Let's only look at `rate[0]`

In [None]:
argsort = np.argsort(X_val["unix_time"])[::-1]
sorted_time_val = X_val["unix_time"][argsort]
sorted_y_val_r0 = y_val.loc[:, "rate[0]"][argsort]
sorted_val_r0 = pred[:, 0][argsort]

fig_val_prediction_rate_0, ax = plt.subplots()
ax.plot(sorted_time_val, sorted_y_val_r0, '-g', linewidth=0.1)
ax.plot(sorted_time_val, sorted_val_r0, '-r', linewidth=0.1)
ax.set_xlabel("Tunix [s]")
ax.set_ylabel("Avg Rate[0] [Hz]")  # Nb. photons per second (averaged over each bin)
ax.set_title("Light curve of Rate[0]")
plt.show()

In [None]:
low_n = 1000
high_n = 1500
fig, axs = plt.subplots(2, 2, figsize=(12, 10))

for i, (low_n, high_n) in enumerate([(1000, 1500), (2000, 2500),
                                   (10000, 10500), (12000, 12500)]):
    axs[i//2, i%2].plot(sorted_time_val[low_n:high_n], sorted_y_val_r0[low_n:high_n], '-g', linewidth=0.5)
    axs[i//2, i%2].plot(sorted_time_val[low_n:high_n], sorted_val_r0[low_n:high_n], '-r', linewidth=0.5)
    axs[i//2, i%2].set_xlabel("Tunix [s]")
    axs[i//2, i%2].set_ylabel("Avg Rate[0] [Hz]")  # Nb. photons per second (averaged over each bin)
    axs[i//2, i%2].set_title(f"Light curve Rate[0]: l={low_n}, h={high_n}")
plt.show()

In [None]:
low_n = 1000
high_n = 1500
fig, axs = plt.subplots(2, 2, figsize=(12, 10))

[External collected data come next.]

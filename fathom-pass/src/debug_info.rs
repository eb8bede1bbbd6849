use fathom_base::Result;
use serde::{Deserialize, Serialize};
use std::collections::BTreeMap;

/// Records, for one rewrite, which source-dag nodes each destination
/// node was derived from. Pass ids are stable across ancestor clones, so
/// chaining archives across a pipeline reconstructs end-to-end lineage.
#[derive(Clone, Default, PartialEq, Eq, Debug, Serialize, Deserialize)]
pub struct DebugInfoArchive {
    mappings: BTreeMap<i64, Vec<i64>>,
}

impl DebugInfoArchive {
    pub fn new() -> Self {
        DebugInfoArchive::default()
    }

    pub fn add_mapping(&mut self, dest: i64, srcs: Vec<i64>) {
        self.mappings.insert(dest, srcs);
    }

    pub fn mapping(&self, dest: i64) -> &[i64] {
        self.mappings.get(&dest).map_or(&[], |srcs| srcs.as_slice())
    }

    pub fn mappings(&self) -> &BTreeMap<i64, Vec<i64>> {
        &self.mappings
    }

    /// Chain two adjacent rewrites: map each destination of `rhs`
    /// through `lhs`'s sources.
    pub fn merge_adjacent(lhs: &DebugInfoArchive, rhs: &DebugInfoArchive) -> DebugInfoArchive {
        let mut result = DebugInfoArchive::new();
        for (dest, mids) in &rhs.mappings {
            let srcs = mids
                .iter()
                .flat_map(|mid| lhs.mapping(*mid).iter().copied())
                .collect();
            result.add_mapping(*dest, srcs);
        }
        result
    }

    pub fn to_bytes(&self) -> Result<Vec<u8>> {
        Ok(rmp_serde::to_vec(self)?)
    }

    pub fn from_bytes(bytes: &[u8]) -> Result<Self> {
        Ok(rmp_serde::from_slice(bytes)?)
    }
}
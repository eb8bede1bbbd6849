use crate::trans_mask::{apply_rotation, CtChunk, CtTensor};
use fathom_base::{Array, DiffTensorIndex, DimensionBit, Shape, TensorIndex};
use fathom_ct::CtProgram;
use fathom_layout::{LaidOutChunk, LaidOutTensor, TensorLayout};
use std::collections::BTreeMap;

/// One power-of-two step along one dimension, in either direction. The
/// reduce/replicate rewriters walk a dimension bit by bit with these.
#[derive(Clone, Copy, PartialEq, Eq, Debug)]
pub struct RawShiftBit {
    dim_bit: DimensionBit,
    direction: i64,
}

impl RawShiftBit {
    pub fn new(dim_bit: DimensionBit, direction: i64) -> Self {
        assert!(direction.abs() == 1);
        RawShiftBit { dim_bit, direction }
    }

    pub fn dimension(&self) -> usize {
        self.dim_bit.dimension as usize
    }

    pub fn direction(&self) -> i64 {
        self.direction
    }

    pub fn dimension_bit(&self) -> DimensionBit {
        self.dim_bit
    }

    pub fn shift_amount(&self) -> i64 {
        self.direction * (1i64 << self.dim_bit.bit_index)
    }

    pub fn shift_diff(&self, shape: &Shape) -> DiffTensorIndex {
        let mut diffs = Array::zeros(shape.rank());
        diffs.set(self.dimension(), self.shift_amount());
        DiffTensorIndex::new(*shape, diffs)
    }
}

/// Whether shifting the chunk at `offset` leaves the tensor along the
/// shift's dimension.
pub fn wraps_around(shift_bit: &RawShiftBit, offset: &TensorIndex) -> bool {
    let shape = offset.shape();
    let result = offset[shift_bit.dimension()] + shift_bit.shift_amount();
    result < 0 || result >= shape[shift_bit.dimension()]
}

fn is_raw_shift_in_chunk(layout: &TensorLayout, shift_bit: &RawShiftBit) -> bool {
    layout.bits().contains(&Some(shift_bit.dimension_bit()))
}

fn rotate_by_of(layout: &TensorLayout, shift_bit: &RawShiftBit) -> i64 {
    let position = layout
        .bits()
        .iter()
        .position(|bit| *bit == Some(shift_bit.dimension_bit()))
        .expect("shift bit not bound in chunk");
    shift_bit.direction() * (1i64 << position)
}

/// Move whole chunks by the shift when the bit lives outside the chunk:
/// every non-wrapping chunk lands at its translated offset, the rest of
/// the offsets fall to zero.
fn raw_shifted_chunks(
    program: &mut CtProgram,
    chunks: &[CtChunk],
    shift_bit: &RawShiftBit,
) -> CtTensor {
    let layout = chunks[0].layout().clone();
    if is_raw_shift_in_chunk(&layout, shift_bit) {
        return LaidOutTensor::new(chunks.to_vec());
    }
    let rotate_diff = shift_bit.shift_diff(layout.shape());
    let zero = program.fetch_zero_same_level_as(*chunks[0].payload());
    let mut result: BTreeMap<i64, CtChunk> = layout
        .chunk_offsets()
        .iter()
        .map(|offset| {
            (
                offset.flat(),
                LaidOutChunk::new(layout.clone(), *offset, zero),
            )
        })
        .collect();
    for chunk in chunks {
        if !wraps_around(shift_bit, chunk.offset()) {
            let new_offset = layout.chunk_offset_at(&rotate_diff.cyclic_add(chunk.offset()));
            result.insert(
                new_offset.flat(),
                LaidOutChunk::new(layout.clone(), new_offset, *chunk.payload()),
            );
        }
    }
    LaidOutTensor::new(result.into_values().collect())
}

/// Shift-and-accumulate: rotate within chunks (when the bit is bound in
/// the chunk), move chunks otherwise, then add back onto the input.
pub fn do_raw_shift(
    program: &mut CtProgram,
    input: &CtTensor,
    shift_bit: &RawShiftBit,
) -> CtTensor {
    let rotated = if is_raw_shift_in_chunk(input.layout(), shift_bit) {
        let rotate_by = rotate_by_of(input.layout(), shift_bit);
        apply_rotation(program, input.chunks(), rotate_by)
    } else {
        input.chunks().to_vec()
    };
    let shuffled = raw_shifted_chunks(program, &rotated, shift_bit);
    let summed = crate::trans_mask::sum_cts(program, shuffled.chunks(), input.chunks());
    LaidOutTensor::new(summed)
}
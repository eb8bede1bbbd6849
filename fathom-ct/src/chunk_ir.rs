use crate::dict::Dictionary;
use fathom_base::{err, ChunkSize, Result, Shape};
use fathom_layout::{PtChunk, PtVal};
use ordered_float::OrderedFloat;

/// A plain frontend tensor: a shape and its row-major values. These live
/// in an externally-supplied dictionary keyed by tensor name; the
/// compiled program only ever refers to them indirectly.
#[derive(Clone, PartialEq, Debug)]
pub struct Tensor {
    shape: Shape,
    values: Vec<PtVal>,
}

impl Tensor {
    pub fn new(shape: Shape, values: Vec<PtVal>) -> Self {
        assert!(shape.value_count() as usize == values.len());
        Tensor { shape, values }
    }

    pub fn shape(&self) -> &Shape {
        &self.shape
    }

    pub fn values(&self) -> &[PtVal] {
        &self.values
    }
}

/// A recipe for one plaintext chunk. Values are deferred: a mask is
/// stored directly, a frontend-tensor chunk as per-slot flat indices into
/// the named tensor. Zero chunks exist only in flight and are never
/// recorded in the chunk dictionary.
#[derive(Clone, PartialEq, Eq, Debug, Hash)]
pub enum ChunkIr {
    Zero(ChunkSize),
    Direct(Vec<OrderedFloat<f64>>),
    Indirect {
        tensor_name: String,
        flat_indices: Vec<Option<i64>>,
    },
}

impl ChunkIr {
    pub fn direct(values: impl IntoIterator<Item = f64>) -> Self {
        ChunkIr::Direct(values.into_iter().map(OrderedFloat).collect())
    }

    pub fn is_zero(&self) -> bool {
        matches!(self, ChunkIr::Zero(_))
    }

    pub fn len(&self) -> usize {
        match self {
            ChunkIr::Zero(size) => size.value() as usize,
            ChunkIr::Direct(values) => values.len(),
            ChunkIr::Indirect { flat_indices, .. } => flat_indices.len(),
        }
    }

    pub fn is_empty(&self) -> bool {
        self.len() == 0
    }

    /// Materialize the chunk against the frontend tensors; empty slots
    /// resolve to 0.
    pub fn resolve(&self, frontend_tensors: &dyn Dictionary<Tensor>) -> Result<PtChunk> {
        match self {
            ChunkIr::Zero(size) => Ok(PtChunk::zeros(size.value() as usize)),
            ChunkIr::Direct(values) => {
                Ok(PtChunk::new(values.iter().map(|v| v.into_inner()).collect()))
            }
            ChunkIr::Indirect {
                tensor_name,
                flat_indices,
            } => {
                let tensor = frontend_tensors
                    .at(tensor_name)
                    .ok_or_else(|| err("unknown frontend tensor name"))?;
                Ok(PtChunk::new(
                    flat_indices
                        .iter()
                        .map(|idx| idx.map_or(0.0, |idx| tensor.values()[idx as usize]))
                        .collect(),
                ))
            }
        }
    }

    /// Stable byte image for content hashing in the chunk dictionary.
    pub fn content_bytes(&self) -> Vec<u8> {
        let mut bytes = Vec::new();
        match self {
            ChunkIr::Zero(size) => {
                bytes.push(0);
                bytes.extend(size.value().to_le_bytes());
            }
            ChunkIr::Direct(values) => {
                bytes.push(1);
                for v in values {
                    bytes.extend(v.into_inner().to_le_bytes());
                }
            }
            ChunkIr::Indirect {
                tensor_name,
                flat_indices,
            } => {
                bytes.push(2);
                bytes.extend(tensor_name.as_bytes());
                bytes.push(0);
                for idx in flat_indices {
                    bytes.extend(idx.unwrap_or(-1).to_le_bytes());
                }
            }
        }
        bytes
    }
}
use crate::trans_mask::CtTensor;
use fathom_base::{Level, LevelInfo, LogScale};
use fathom_ct::CtProgram;
use fathom_layout::{LaidOutChunk, LaidOutTensor, TensorLayout};

/// Bootstrap every chunk back up to the full usable level count.
#[derive(Clone, PartialEq, Debug)]
pub struct TBootstrap {
    layout: TensorLayout,
    usable_levels: Level,
}

impl TBootstrap {
    pub fn new(layout: TensorLayout, usable_levels: Level) -> Self {
        TBootstrap {
            layout,
            usable_levels,
        }
    }

    pub fn usable_levels(&self) -> Level {
        self.usable_levels
    }

    pub fn layout(&self) -> &TensorLayout {
        &self.layout
    }

    pub fn added_log_scale(&self) -> LogScale {
        LogScale::new(0)
    }

    pub fn backend_mask_depth(&self) -> i64 {
        0
    }

    pub fn amend(&self, program: &mut CtProgram, inputs: &[CtTensor]) -> CtTensor {
        assert!(inputs.len() == 1);
        assert!(*inputs[0].layout() == self.layout);
        let chunks = inputs[0]
            .chunks()
            .iter()
            .map(|chunk| {
                let log_scale = program.level_info(*chunk.payload()).log_scale;
                let node = program.create_bootstrap_c(
                    LevelInfo::new(self.usable_levels, log_scale),
                    *chunk.payload(),
                );
                LaidOutChunk::new(chunk.layout().clone(), *chunk.offset(), node)
            })
            .collect();
        LaidOutTensor::new(chunks)
    }
}

/// Rescale every chunk: one level down, `amount` off the scale.
#[derive(Clone, PartialEq, Debug)]
pub struct TRescale {
    layout: TensorLayout,
    amount: LogScale,
}

impl TRescale {
    pub fn new(layout: TensorLayout, amount: LogScale) -> Self {
        TRescale { layout, amount }
    }

    pub fn amount(&self) -> LogScale {
        self.amount
    }

    pub fn layout(&self) -> &TensorLayout {
        &self.layout
    }

    pub fn added_log_scale(&self) -> LogScale {
        LogScale::new(0)
    }

    pub fn backend_mask_depth(&self) -> i64 {
        0
    }

    pub fn amend(&self, program: &mut CtProgram, inputs: &[CtTensor]) -> CtTensor {
        assert!(inputs.len() == 1);
        assert!(*inputs[0].layout() == self.layout);
        let old = program.level_info(*inputs[0].chunks()[0].payload());
        let level_info = LevelInfo::new(
            Level::new(old.level.value() - 1),
            old.log_scale - self.amount,
        );
        let chunks = inputs[0]
            .chunks()
            .iter()
            .map(|chunk| {
                let node = program.create_rescale_c(level_info, *chunk.payload());
                LaidOutChunk::new(chunk.layout().clone(), *chunk.offset(), node)
            })
            .collect();
        LaidOutTensor::new(chunks)
    }
}
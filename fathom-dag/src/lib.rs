// A dataflow graph of typed op nodes.
//
// Nodes live in an arena owned by the Dag and refer to each other by id.
// Ids are stable across pass boundaries: cloning a dag from its ancestor
// keeps every id, so debug tooling can correlate nodes before and after a
// rewrite. A node may list the same parent twice (x + x); multiplicity is
// represented by repeating the id on both sides of the edge.
//
// Parentless nodes are registered as children of a conceptual sentinel,
// in insertion order. The zero-ciphertext cache walks that list.


use std::collections::BTreeMap;

#[derive(Clone, Copy, PartialEq, Eq, Debug, Hash, PartialOrd, Ord)]
pub struct NodeId(pub i64);

impl std::fmt::Display for NodeId {
    fn fmt(&self, f: &mut std::fmt::Formatter<'_>) -> std::fmt::Result {
        write!(f, "{}", self.0)
    }
}

#[derive(Clone, Debug)]
struct Node<T> {
    value: T,
    parents: Vec<NodeId>,
    children: Vec<NodeId>,
}

#[derive(Clone, Debug)]
pub struct Dag<T> {
    nodes: BTreeMap<NodeId, Node<T>>,
    sentinel_children: Vec<NodeId>,
    next_id: i64,
}

impl<T> Default for Dag<T> {
    fn default() -> Self {
        Dag::new()
    }
}

impl<T> Dag<T> {
    pub fn new() -> Self {
        Dag {
            nodes: BTreeMap::new(),
            sentinel_children: Vec::new(),
            next_id: 0,
        }
    }

    pub fn len(&self) -> usize {
        self.nodes.len()
    }

    pub fn is_empty(&self) -> bool {
        self.nodes.is_empty()
    }

    pub fn contains(&self, id: NodeId) -> bool {
        self.nodes.contains_key(&id)
    }

    fn node(&self, id: NodeId) -> &Node<T> {
        self.nodes.get(&id).expect("node id not in dag")
    }

    fn node_mut(&mut self, id: NodeId) -> &mut Node<T> {
        self.nodes.get_mut(&id).expect("node id not in dag")
    }

    pub fn value(&self, id: NodeId) -> &T {
        &self.node(id).value
    }

    pub fn value_mut(&mut self, id: NodeId) -> &mut T {
        &mut self.node_mut(id).value
    }

    pub fn parents(&self, id: NodeId) -> &[NodeId] {
        &self.node(id).parents
    }

    pub fn children(&self, id: NodeId) -> &[NodeId] {
        &self.node(id).children
    }

    /// Whether `parent` occurs more than once among `id`'s parents.
    pub fn is_double_parent(&self, id: NodeId, parent: NodeId) -> bool {
        self.node(id).parents.iter().filter(|p| **p == parent).count() > 1
    }

    pub fn sentinel_children(&self) -> &[NodeId] {
        &self.sentinel_children
    }

    pub fn add_node(&mut self, value: T, parents: &[NodeId]) -> NodeId {
        let id = NodeId(self.next_id);
        self.add_node_with_id(id, value, parents);
        id
    }

    /// Insert with a caller-chosen id (deserialization, ancestor clones).
    pub fn add_node_with_id(&mut self, id: NodeId, value: T, parents: &[NodeId]) {
        assert!(!self.nodes.contains_key(&id), "duplicate node id");
        for parent in parents {
            assert!(self.nodes.contains_key(parent), "parent id not in dag");
        }
        self.nodes.insert(
            id,
            Node {
                value,
                parents: parents.to_vec(),
                children: Vec::new(),
            },
        );
        for parent in parents {
            self.node_mut(*parent).children.push(id);
        }
        if parents.is_empty() {
            self.sentinel_children.push(id);
        }
        self.next_id = self.next_id.max(id.0 + 1);
    }

    /// Add one parent->child edge occurrence. Adding an existing edge
    /// again records a double edge.
    pub fn add_edge(&mut self, parent: NodeId, child: NodeId) {
        assert!(self.contains(parent) && self.contains(child));
        self.node_mut(parent).children.push(child);
        self.node_mut(child).parents.push(parent);
    }

    /// Remove one occurrence of the edge.
    pub fn remove_edge(&mut self, parent: NodeId, child: NodeId) {
        let children = &mut self.node_mut(parent).children;
        let pos = children
            .iter()
            .position(|c| *c == child)
            .expect("edge not in dag");
        children.remove(pos);
        let parents = &mut self.node_mut(child).parents;
        let pos = parents
            .iter()
            .position(|p| *p == parent)
            .expect("edge not in dag");
        parents.remove(pos);
    }

    /// Remove a single-parent node, reattaching its children (with their
    /// edge multiplicities) to that parent.
    pub fn remove_node(&mut self, id: NodeId) -> T {
        let node = self.node(id);
        let mut distinct = node.parents.clone();
        distinct.dedup();
        assert!(
            distinct.len() == 1,
            "only single-parent nodes can be spliced out"
        );
        let parent = distinct[0];
        let removed = self.nodes.remove(&id).unwrap();
        let pchildren = &mut self.node_mut(parent).children;
        pchildren.retain(|c| *c != id);
        for child in &removed.children {
            pchildren.push(*child);
        }
        for child in removed.children {
            for slot in self.node_mut(child).parents.iter_mut() {
                if *slot == id {
                    *slot = parent;
                }
            }
        }
        removed.value
    }

    /// Remove a node dropping all of its edges; the caller has already
    /// rewired whatever should survive.
    pub fn remove_node_without_reassigning(&mut self, id: NodeId) -> T {
        let removed = self.nodes.remove(&id).expect("node id not in dag");
        for parent in &removed.parents {
            self.node_mut(*parent).children.retain(|c| *c != id);
        }
        for child in &removed.children {
            self.node_mut(*child).parents.retain(|p| *p != id);
        }
        self.sentinel_children.retain(|c| *c != id);
        removed.value
    }

    /// All ids in ancestor-id order: ascending id, which is construction
    /// order of the oldest ancestor dag.
    pub fn ids(&self) -> impl Iterator<Item = NodeId> + '_ {
        self.nodes.keys().copied()
    }

    /// Parents-before-children order; ties broken by ascending id so the
    /// order is deterministic.
    pub fn topological_order(&self) -> Vec<NodeId> {
        let mut pending: BTreeMap<NodeId, usize> = self
            .nodes
            .iter()
            .map(|(id, node)| (*id, node.parents.len()))
            .collect();
        let mut ready: std::collections::BTreeSet<NodeId> = pending
            .iter()
            .filter(|(_, count)| **count == 0)
            .map(|(id, _)| *id)
            .collect();
        let mut order = Vec::with_capacity(self.nodes.len());
        while let Some(id) = ready.pop_first() {
            pending.remove(&id);
            order.push(id);
            for child in &self.node(id).children {
                let count = pending.get_mut(child).expect("edge desync");
                *count -= 1;
                if *count == 0 {
                    ready.insert(*child);
                }
            }
        }
        assert!(order.len() == self.nodes.len(), "cycle in dag");
        order
    }

    pub fn reverse_topological_order(&self) -> Vec<NodeId> {
        let mut order = self.topological_order();
        order.reverse();
        order
    }
}

impl<T: Clone> Dag<T> {
    /// A value-level copy that keeps every node id, so the clone's ids
    /// still name the ancestor's nodes.
    pub fn clone_from_ancestor(&self) -> Dag<T> {
        self.clone()
    }
}
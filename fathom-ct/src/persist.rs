use crate::chunk_ir::ChunkIr;
use crate::dict::{Dictionary, RamDictionary};
use crate::op::{CtKind, CtOp, ScaledPtVal};
use crate::program::{CtProgram, ProgramContext};
use fathom_base::{err, IoSpec, Level, LevelInfo, LogN, LogScale, Result};
use fathom_dag::{Dag, NodeId};
use std::io::Write;

// Persisted program format, line oriented and whitespace tokenized:
//
//   <log_n> <log_scale> <usable_levels>
//   <dictionary entry count>
//   <key> <ChunkIrTypeName> <fields...>        one line per entry
//   <node count>
//   <id> <TypeName> <fields...> <level> <log_scale> <n_parents> <parents...>
//
// Nodes are written in topological order so parents are always known by
// the time a child line is read; the id prefix keeps ids stable across a
// round trip. An unknown type name is a serialization error.

const EMPTY_TOKEN: &str = "?";

fn write_chunk_ir(out: &mut impl Write, chunk: &ChunkIr) -> Result<()> {
    match chunk {
        ChunkIr::Zero(_) => return Err(err("zero chunks are never persisted")),
        ChunkIr::Direct(values) => {
            write!(out, "DirectChunkIr {}", values.len())?;
            for v in values {
                write!(out, " {}", v.into_inner())?;
            }
        }
        ChunkIr::Indirect {
            tensor_name,
            flat_indices,
        } => {
            write!(out, "IndirectChunkIr {} {}", tensor_name, flat_indices.len())?;
            for idx in flat_indices {
                match idx {
                    Some(idx) => write!(out, " {}", idx)?,
                    None => write!(out, " {}", EMPTY_TOKEN)?,
                }
            }
        }
    }
    Ok(())
}

struct Tokens<'a> {
    iter: std::str::SplitWhitespace<'a>,
}

impl<'a> Tokens<'a> {
    fn new(input: &'a str) -> Self {
        Tokens {
            iter: input.split_whitespace(),
        }
    }

    fn next_str(&mut self) -> Result<&'a str> {
        self.iter.next().ok_or_else(|| err("truncated program stream"))
    }

    fn next_i64(&mut self) -> Result<i64> {
        self.next_str()?
            .parse()
            .map_err(|_| err("expected an integer token"))
    }

    fn next_f64(&mut self) -> Result<f64> {
        self.next_str()?
            .parse()
            .map_err(|_| err("expected a float token"))
    }

    fn next_usize(&mut self) -> Result<usize> {
        let val = self.next_i64()?;
        if val < 0 {
            return Err(err("expected a non-negative count"));
        }
        Ok(val as usize)
    }

    fn next_level_info(&mut self) -> Result<LevelInfo> {
        let level = Level::parse(self.next_i64()?)?;
        let log_scale = LogScale::parse(self.next_i64()?)?;
        Ok(LevelInfo::new(level, log_scale))
    }
}

fn read_chunk_ir(tokens: &mut Tokens) -> Result<ChunkIr> {
    match tokens.next_str()? {
        "DirectChunkIr" => {
            let len = tokens.next_usize()?;
            let mut values = Vec::with_capacity(len);
            for _ in 0..len {
                values.push(tokens.next_f64()?);
            }
            Ok(ChunkIr::direct(values))
        }
        "IndirectChunkIr" => {
            let tensor_name = tokens.next_str()?.to_string();
            let len = tokens.next_usize()?;
            let mut flat_indices = Vec::with_capacity(len);
            for _ in 0..len {
                let tok = tokens.next_str()?;
                if tok == EMPTY_TOKEN {
                    flat_indices.push(None);
                } else {
                    flat_indices.push(Some(
                        tok.parse().map_err(|_| err("bad flat index token"))?,
                    ));
                }
            }
            Ok(ChunkIr::Indirect {
                tensor_name,
                flat_indices,
            })
        }
        _ => Err(err("unknown chunk ir type name")),
    }
}

fn write_op(out: &mut impl Write, op: &CtOp) -> Result<()> {
    write!(out, "{}", op.kind().type_name())?;
    match op.kind() {
        CtKind::Input { io_spec } | CtKind::Output { io_spec } => {
            write!(out, " {} {}", io_spec.name, io_spec.offset)?;
        }
        CtKind::AddCP {
            handle,
            pt_log_scale,
        }
        | CtKind::MulCP {
            handle,
            pt_log_scale,
        } => {
            write!(out, " {} {}", handle, pt_log_scale.value())?;
        }
        CtKind::AddCS { scalar } | CtKind::MulCS { scalar } => {
            write!(out, " {} {}", scalar.value.into_inner(), scalar.log_scale.value())?;
        }
        CtKind::Rotate { rotate_by } | CtKind::RotateKsh { rotate_by } => {
            write!(out, " {}", rotate_by)?;
        }
        CtKind::Zero
        | CtKind::AddCC
        | CtKind::MulCC
        | CtKind::Rescale
        | CtKind::Bootstrap
        | CtKind::MulKsh => {}
    }
    write!(
        out,
        " {} {}",
        op.level_info().level.value(),
        op.level_info().log_scale.value()
    )?;
    Ok(())
}

fn read_op(tokens: &mut Tokens) -> Result<CtOp> {
    let type_name = tokens.next_str()?;
    let kind = match type_name {
        "InputC" | "OutputC" => {
            let name = tokens.next_str()?.to_string();
            let offset = tokens.next_i64()?;
            let io_spec = IoSpec::new(name, offset);
            if type_name == "InputC" {
                CtKind::Input { io_spec }
            } else {
                CtKind::Output { io_spec }
            }
        }
        "AddCP" | "MulCP" => {
            let handle = tokens.next_str()?.to_string();
            let pt_log_scale = LogScale::parse(tokens.next_i64()?)?;
            if type_name == "AddCP" {
                CtKind::AddCP {
                    handle,
                    pt_log_scale,
                }
            } else {
                CtKind::MulCP {
                    handle,
                    pt_log_scale,
                }
            }
        }
        "AddCS" | "MulCS" => {
            let value = tokens.next_f64()?;
            let log_scale = LogScale::parse(tokens.next_i64()?)?;
            let scalar = ScaledPtVal::new(value, log_scale);
            if type_name == "AddCS" {
                CtKind::AddCS { scalar }
            } else {
                CtKind::MulCS { scalar }
            }
        }
        "RotateC" => CtKind::Rotate {
            rotate_by: tokens.next_i64()?,
        },
        "SchedulableRotateKsh" => CtKind::RotateKsh {
            rotate_by: tokens.next_i64()?,
        },
        "ZeroC" => CtKind::Zero,
        "AddCC" => CtKind::AddCC,
        "MulCC" => CtKind::MulCC,
        "RescaleC" => CtKind::Rescale,
        "BootstrapC" => CtKind::Bootstrap,
        "SchedulableMulKsh" => CtKind::MulKsh,
        _ => return Err(err("unknown ct op type name")),
    };
    let level_info = tokens.next_level_info()?;
    Ok(CtOp::new(kind, level_info))
}

pub fn write_program(program: &CtProgram, out: &mut impl Write) -> Result<()> {
    let context = program.context();
    writeln!(
        out,
        "{} {} {}",
        context.log_n().value(),
        context.log_scale().value(),
        context.usable_levels().value()
    )?;
    writeln!(out, "{}", program.chunk_dict().len())?;
    for (key, chunk) in program.chunk_dict().iter() {
        write!(out, "{} ", key)?;
        write_chunk_ir(out, chunk)?;
        writeln!(out)?;
    }
    let dag = program.dag();
    writeln!(out, "{}", dag.len())?;
    for id in dag.topological_order() {
        write!(out, "{} ", id)?;
        write_op(out, dag.value(id))?;
        write!(out, " {}", dag.parents(id).len())?;
        for parent in dag.parents(id) {
            write!(out, " {}", parent)?;
        }
        writeln!(out)?;
    }
    Ok(())
}

pub fn read_program(input: &str) -> Result<CtProgram> {
    let mut tokens = Tokens::new(input);
    let raw_log_n = tokens.next_i64()?;
    if !(1..33).contains(&raw_log_n) {
        return Err(err("log n out of range"));
    }
    let log_n = LogN::new(raw_log_n);
    let log_scale = LogScale::parse(tokens.next_i64()?)?;
    let usable_levels = Level::parse(tokens.next_i64()?)?;
    let context = ProgramContext::new(log_n, log_scale, usable_levels);

    let mut chunk_dict = RamDictionary::new();
    let dict_len = tokens.next_usize()?;
    for _ in 0..dict_len {
        let key = tokens.next_str()?.to_string();
        let chunk = read_chunk_ir(&mut tokens)?;
        chunk_dict.insert_keyed(key, chunk);
    }

    let mut dag: Dag<CtOp> = Dag::new();
    let node_count = tokens.next_usize()?;
    for _ in 0..node_count {
        let id = NodeId(tokens.next_i64()?);
        let op = read_op(&mut tokens)?;
        if let CtKind::AddCP { handle, .. } | CtKind::MulCP { handle, .. } = op.kind() {
            if chunk_dict.at(handle).is_none() {
                return Err(err("node refers to a chunk key not in the dictionary"));
            }
        }
        let parent_count = tokens.next_usize()?;
        let mut parents = Vec::with_capacity(parent_count);
        for _ in 0..parent_count {
            let parent = NodeId(tokens.next_i64()?);
            if !dag.contains(parent) {
                return Err(err("node refers to an unknown parent id"));
            }
            parents.push(parent);
        }
        if dag.contains(id) {
            return Err(err("duplicate node id in program stream"));
        }
        dag.add_node_with_id(id, op, &parents);
    }
    Ok(CtProgram::with_parts(context, dag, chunk_dict))
}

for i, (low_n, high_n) in enumerate([(1000, 1200), (2000, 2200),
                                   (10000, 10200), (12000, 12200)]):
    axs[i//2, i%2].plot(sorted_time_val[low_n:high_n], sorted_y_val_r0[low_n:high_n], '-g', linewidth=0.5)
    axs[i//2, i%2].plot(sorted_time_val[low_n:high_n], sorted_val_r0[low_n:high_n], '-r', linewidth=0.5)
    axs[i//2, i%2].set_xlabel("Tunix [s]")
    axs[i//2, i%2].set_ylabel("Avg Rate[0] [Hz]")  # Nb. photons per second (averaged over each bin)
    axs[i//2, i%2].set_title(f"Light curve Rate[0]: l={low_n}, h={high_n}")
plt.show()

In [None]:
fitted_mlp = pipe["mlpregressor"]

In [None]:
np.sqrt(fitted_mlp.loss_), np.std(sorted_y_val_r0)

In [None]:
fig_train_loss_per_epoch, ax = plt.subplots()

ax.plot(fitted_mlp.loss_curve_)
ax.set_title("Training loss per epoch")
plt.show()

The loss is still quiet huge

In [None]:
fitted_mlp.coefs_

**TODO: try compare it with linear regression only using `fe_cosmic`. Also show validation loss for each epoch !**

### Residual plot
**Warning: we're gonna use the whole dataset, careful about data leakage**

In [None]:
# predict using the whole X.. just to observe the residuals
pred_X_nn = pipe.predict(X.drop(columns=["unix_time"]))

In [None]:
def plot_pred(X, y, pred_X, show=True, title="Light curve of Rate[0]: Prediction using whole dataset"):
    fig, ax = plt.subplots()
    ax.plot(X["unix_time"], y.loc[:, "rate[0]"], '-g', linewidth=0.1)
    ax.plot(X["unix_time"], pred_X[:, 0], '-r', linewidth=0.1)
    ax.set_xlabel("Tunix [s]")
    ax.set_ylabel("Avg Rate[0] [Hz]")  # Nb. photons per second (averaged over each bin)
    ax.set_title(title)
    if show: plt.show()
    return fig

fig_dataset_prediction_rate_0 = plot_pred(X, y, pred_X_nn)

In [None]:
left, width = 0.1, 0.65
bottom, height = 0.1, 0.65
spacing = 0.03
rect_residuals = [left, bottom, width, height]
rect_histy = [left + width + spacing, bottom, 0.2, height]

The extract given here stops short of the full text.